• _Task requirements_
Please give the data below again in full, exactly as it stands.

(Saved entries)
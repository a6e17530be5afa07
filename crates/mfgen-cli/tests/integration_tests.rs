//! Integration tests for mfgen-cli.

use assert_cmd::Command;
use predicates::prelude::*;
use std::fs;
use tempfile::TempDir;

fn mfgen() -> Command {
    Command::cargo_bin("mfgen").unwrap()
}

#[test]
fn help_flag() {
    mfgen()
        .arg("--help")
        .assert()
        .success()
        .stdout(predicate::str::contains("create"))
        .stdout(predicate::str::contains("completions"));
}

#[test]
fn version_flag() {
    mfgen()
        .arg("--version")
        .assert()
        .success()
        .stdout(predicate::str::contains(env!("CARGO_PKG_VERSION")));
}

#[test]
fn create_command_help() {
    mfgen()
        .args(["create", "--help"])
        .assert()
        .success()
        .stdout(predicate::str::contains("--remote"))
        .stdout(predicate::str::contains("--port"))
        .stdout(predicate::str::contains("--skip-install"));
}

#[test]
fn create_full_workspace() {
    let temp = TempDir::new().unwrap();

    mfgen()
        .current_dir(temp.path())
        .args([
            "create",
            "shop",
            "--port",
            "3000",
            "--remote",
            "cart:3001",
            "--remote",
            "catalog:3002",
            "--yes",
            "--skip-install",
        ])
        .assert()
        .success();

    let shop = temp.path().join("shop");
    for file in [
        "package.json",
        "webpack.config.js",
        "tsconfig.json",
        "public/index.html",
        "src/index.tsx",
        "src/declarations.d.ts",
        "src/styles/main.scss",
        "cart/package.json",
        "cart/webpack.config.js",
        "cart/src/App.tsx",
        "cart/src/bootstrap.tsx",
        "catalog/webpack.config.js",
    ] {
        assert!(shop.join(file).exists(), "missing {file}");
    }

    // The host's remote entries and each microfrontend's dev-server port
    // must agree.
    let host = fs::read_to_string(shop.join("webpack.config.js")).unwrap();
    assert!(host.contains("'cart': 'cart@http://localhost:3001/remoteEntry.js',"));
    assert!(host.contains("'catalog': 'catalog@http://localhost:3002/remoteEntry.js',"));

    let cart = fs::read_to_string(shop.join("cart/webpack.config.js")).unwrap();
    assert!(cart.contains("port: 3001"));
    assert!(cart.contains("filename: 'remoteEntry.js'"));

    // The workspace manifest wires up start:all.
    let manifest = fs::read_to_string(shop.join("package.json")).unwrap();
    assert!(manifest.contains("start:all"));
}

#[test]
fn create_host_only_workspace() {
    let temp = TempDir::new().unwrap();

    mfgen()
        .current_dir(temp.path())
        .args(["create", "solo", "--yes", "--skip-install"])
        .assert()
        .success();

    let config = fs::read_to_string(temp.path().join("solo/webpack.config.js")).unwrap();
    assert!(config.contains("port: 3000"));
    assert!(!config.contains("remoteEntry.js"));
}

#[test]
fn duplicate_port_is_rejected() {
    let temp = TempDir::new().unwrap();

    mfgen()
        .current_dir(temp.path())
        .args([
            "create",
            "shop",
            "--port",
            "3000",
            "--remote",
            "cart:3000",
            "--yes",
            "--skip-install",
        ])
        .assert()
        .code(2)
        .stderr(predicate::str::contains("3000"));

    assert!(!temp.path().join("shop").exists());
}

#[test]
fn duplicate_remote_name_is_rejected() {
    let temp = TempDir::new().unwrap();

    mfgen()
        .current_dir(temp.path())
        .args([
            "create",
            "shop",
            "--remote",
            "cart:3001",
            "--remote",
            "cart:3002",
            "--yes",
            "--skip-install",
        ])
        .assert()
        .code(2)
        .stderr(predicate::str::contains("cart"));
}

#[test]
fn invalid_workspace_name_is_rejected() {
    let temp = TempDir::new().unwrap();

    mfgen()
        .current_dir(temp.path())
        .args(["create", ".hidden", "--yes", "--skip-install"])
        .assert()
        .code(2);
}

#[test]
fn populated_target_directory_is_rejected() {
    let temp = TempDir::new().unwrap();
    fs::create_dir(temp.path().join("shop")).unwrap();
    fs::write(temp.path().join("shop/keep.txt"), "precious").unwrap();

    mfgen()
        .current_dir(temp.path())
        .args(["create", "shop", "--yes", "--skip-install"])
        .assert()
        .code(2)
        .stderr(predicate::str::contains("already exists"));

    // The pre-existing file is untouched.
    assert_eq!(
        fs::read_to_string(temp.path().join("shop/keep.txt")).unwrap(),
        "precious"
    );
}

#[test]
fn dry_run_writes_nothing() {
    let temp = TempDir::new().unwrap();

    mfgen()
        .current_dir(temp.path())
        .args([
            "create",
            "shop",
            "--remote",
            "cart:3001",
            "--dry-run",
            "--skip-install",
        ])
        .assert()
        .success()
        .stdout(predicate::str::contains("Dry run"));

    assert!(!temp.path().join("shop").exists());
}

#[test]
fn dry_run_without_remote_flags_reads_no_input() {
    let temp = TempDir::new().unwrap();

    // No --yes and no --remote: the command must still complete without
    // waiting for prompt or confirmation input.
    mfgen()
        .current_dir(temp.path())
        .args(["create", "shop", "--dry-run", "--skip-install"])
        .write_stdin("")
        .assert()
        .success()
        .stdout(predicate::str::contains("Dry run"));

    assert!(!temp.path().join("shop").exists());
}

#[test]
fn json_output_format_emits_json_lines() {
    let temp = TempDir::new().unwrap();

    let output = mfgen()
        .current_dir(temp.path())
        .args([
            "create",
            "shop",
            "--remote",
            "cart:3001",
            "--dry-run",
            "--skip-install",
            "--output-format",
            "json",
        ])
        .assert()
        .success()
        .get_output()
        .clone();

    let stdout = String::from_utf8(output.stdout).unwrap();
    let mut saw_dry_run = false;
    for line in stdout.lines().filter(|l| !l.is_empty()) {
        let value: serde_json::Value =
            serde_json::from_str(line).unwrap_or_else(|_| panic!("not JSON: {line}"));
        assert!(value["level"].is_string(), "missing level in {line}");
        if value["message"]
            .as_str()
            .is_some_and(|m| m.contains("Dry run"))
        {
            saw_dry_run = true;
        }
    }
    assert!(saw_dry_run, "dry-run summary missing from JSON output");
}

#[test]
fn identical_invocations_produce_identical_trees() {
    let temp_a = TempDir::new().unwrap();
    let temp_b = TempDir::new().unwrap();

    for temp in [&temp_a, &temp_b] {
        mfgen()
            .current_dir(temp.path())
            .args([
                "create",
                "shop",
                "--remote",
                "cart:3001",
                "--yes",
                "--skip-install",
            ])
            .assert()
            .success();
    }

    for file in ["package.json", "webpack.config.js", "cart/webpack.config.js"] {
        let a = fs::read_to_string(temp_a.path().join("shop").join(file)).unwrap();
        let b = fs::read_to_string(temp_b.path().join("shop").join(file)).unwrap();
        assert_eq!(a, b, "{file} differs between runs");
    }
}

#[test]
fn config_list_prints_defaults() {
    mfgen()
        .args(["config", "list"])
        .assert()
        .success()
        .stdout(predicate::str::contains("host_port"));
}

#[test]
fn config_get_unknown_key_fails_with_config_exit_code() {
    mfgen()
        .args(["config", "get", "does.not.exist"])
        .assert()
        .code(4);
}

#[test]
fn completions_bash_generates_script() {
    mfgen()
        .args(["completions", "bash"])
        .assert()
        .success()
        .stdout(predicate::str::contains("mfgen"));
}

• _Your solution_
repository a6e17530be5afa07
filename crates/mfgen-cli/tests/integration_tests.rs
//! Integration tests for mfgen-cli.

use assert_cmd::Command;
use predicates::prelude::*;
use std::fs;
use tempfile::TempDir;

fn mfgen() -> Command {
    Command::cargo_bin("mfgen").unwrap()
}

#[test]
fn help_flag() {
    mfgen()
        .arg("--help")
        .assert()
        .success()
        .stdout(predicate::str::contains("create"))
        .stdout(predicate::str::contains("completions"));
}

#[test]
fn version_flag() {
    mfgen()
        .arg("--version")
        .assert()
        .success()
        .stdout(predicate::str::contains(env!("CARGO_PKG_VERSION")));
}

#[test]
fn create_command_help() {
    mfgen()
        .args(["create", "--help"])
        .assert()
        .success()
        .stdout(predicate::str::contains("--remote"))
        .stdout(predicate::str::contains("--port"))
        .stdout(predicate::str::contains("--skip-install"));
}

#[test]
fn create_full_workspace() {
    let temp = TempDir::new().unwrap();

    mfgen()
        .current_dir(temp.path())
        .args([
            "create",
            "shop",
            "--port",
            "3000",
            "--remote",
            "cart:3001",
            "--remote",
            "catalog:3002",
            "--yes",
            "--skip-install",
        ])
        .assert()
        .success();

    let shop = temp.path().join("shop");
    for file in [
        "package.json",
        "webpack.config.js",
        "tsconfig.json",
        "public/index.html",
        "src/index.tsx",
        "src/declarations.d.ts",
        "src/styles/main.scss",
        "cart/package.json",
        "cart/webpack.config.js",
        "cart/src/App.tsx",
        "cart/src/bootstrap.tsx",
        "catalog/webpack.config.js",
    ] {
        assert!(shop.join(file).exists(), "missing {file}");
    }

    // The host's remote entries and each microfrontend's dev-server port
    // must agree.
    let host = fs::read_to_string(shop.join("webpack.config.js")).unwrap();
    assert!(host.contains("'cart': 'cart@http://localhost:3001/remoteEntry.js',"));
    assert!(host.contains("'catalog': 'catalog@http://localhost:3002/remoteEntry.js',"));

    let cart = fs::read_to_string(shop.join("cart/webpack.config.js")).unwrap();
    assert!(cart.contains("port: 3001"));
    assert!(cart.contains("filename: 'remoteEntry.js'"));

    // The workspace manifest wires up start:all.
    let manifest = fs::read_to_string(shop.join("package.json")).unwrap();
    assert!(manifest.contains("start:all"));
}

#[test]
fn create_host_only_workspace() {
    let temp = TempDir::new().unwrap();

    mfgen()
        .current_dir(temp.path())
        .args(["create", "solo", "--yes", "--skip-install"])
        .assert()
        .success();

    let config = fs::read_to_string(temp.path().join("solo/webpack.config.js")).unwrap();
    assert!(config.contains("port: 3000"));
    assert!(!config.contains("remoteEntry.js"));
}

#[test]
fn duplicate_port_is_rejected() {
    let temp = TempDir::new().unwrap();

    mfgen()
        .current_dir(temp.path())
        .args([
            "create",
            "shop",
            "--port",
            "3000",
            "--remote",
            "cart:3000",
            "--yes",
            "--skip-install",
        ])
        .assert()
        .code(2)
        .stderr(predicate::str::contains("3000"));

    assert!(!temp.path().join("shop").exists());
}

#[test]
fn duplicate_remote_name_is_rejected() {
    let temp = TempDir::new().unwrap();

    mfgen()
        .current_dir(temp.path())
        .args([
            "create",
            "shop",
            "--remote",
            "cart:3001",
            "--remote",
            "cart:3002",
            "--yes",
            "--skip-install",
        ])
        .assert()
        .code(2)
        .stderr(predicate::str::contains("cart"));
}

#[test]
fn invalid_workspace_name_is_rejected() {
    let temp = TempDir::new().unwrap();

    mfgen()
        .current_dir(temp.path())
        .args(["create", ".hidden", "--yes", "--skip-install"])
        .assert()
        .code(2);
}

#[test]
fn populated_target_directory_is_rejected() {
    let temp = TempDir::new().unwrap();
    fs::create_dir(temp.path().join("shop")).unwrap();
    fs::write(temp.path().join("shop/keep.txt"), "precious").unwrap();

    mfgen()
        .current_dir(temp.path())
        .args(["create", "shop", "--yes", "--skip-install"])
        .assert()
        .code(2)
        .stderr(predicate::str::contains("already exists"));

    // The pre-existing file is untouched.
    assert_eq!(
        fs::read_to_string(temp.path().join("shop/keep.txt")).unwrap(),
        "precious"
    );
}

#[test]
fn dry_run_writes_nothing() {
    let temp = TempDir::new().unwrap();

    mfgen()
        .current_dir(temp.path())
        .args([
            "create",
            "shop",
            "--remote",
            "cart:3001",
            "--dry-run",
            "--skip-install",
        ])
        .assert()
        .success()
        .stdout(predicate::str::contains("Dry run"));

    assert!(!temp.path().join("shop").exists());
}

#[test]
fn dry_run_without_remote_flags_reads_no_input() {
    let temp = TempDir::new().unwrap();

    // No --yes and no --remote: the command must still complete without
    // waiting for prompt or confirmation input.
    mfgen()
        .current_dir(temp.path())
        .args(["create", "shop", "--dry-run", "--skip-install"])
        .write_stdin("")
        .assert()
        .success()
        .stdout(predicate::str::contains("Dry run"));

    assert!(!temp.path().join("shop").exists());
}

#[test]
fn json_output_format_emits_json_lines() {
    let temp = TempDir::new().unwrap();

    let output = mfgen()
        .current_dir(temp.path())
        .args([
            "create",
            "shop",
            "--remote",
            "cart:3001",
            "--dry-run",
            "--skip-install",
            "--output-format",
            "json",
        ])
        .assert()
        .success()
        .get_output()
        .clone();

    let stdout = String::from_utf8(output.stdout).unwrap();
    let mut saw_dry_run = false;
    for line in stdout.lines().filter(|l| !l.is_empty()) {
        let value: serde_json::Value =
            serde_json::from_str(line).unwrap_or_else(|_| panic!("not JSON: {line}"));
        assert!(value["level"].is_string(), "missing level in {line}");
        if value["message"]
            .as_str()
            .is_some_and(|m| m.contains("Dry run"))
        {
            saw_dry_run = true;
        }
    }
    assert!(saw_dry_run, "dry-run summary missing from JSON output");
}

#[test]
fn identical_invocations_produce_identical_trees() {
    let temp_a = TempDir::new().unwrap();
    let temp_b = TempDir::new().unwrap();

    for temp in [&temp_a, &temp_b] {
        mfgen()
            .current_dir(temp.path())
            .args([
                "create",
                "shop",
                "--remote",
                "cart:3001",
                "--yes",
                "--skip-install",
            ])
            .assert()
            .success();
    }

    for file in ["package.json", "webpack.config.js", "cart/webpack.config.js"] {
        let a = fs::read_to_string(temp_a.path().join("shop").join(file)).unwrap();
        let b = fs::read_to_string(temp_b.path().join("shop").join(file)).unwrap();
        assert_eq!(a, b, "{file} differs between runs");
    }
}

#[test]
fn config_list_prints_defaults() {
    mfgen()
        .args(["config", "list"])
        .assert()
        .success()
        .stdout(predicate::str::contains("host_port"));
}

#[test]
fn config_get_unknown_key_fails_with_config_exit_code() {
    mfgen()
        .args(["config", "get", "does.not.exist"])
        .assert()
        .code(4);
}

#[test]
fn completions_bash_generates_script() {
    mfgen()
        .args(["completions", "bash"])
        .assert()
        .success()
        .stdout(predicate::str::contains("mfgen"));
}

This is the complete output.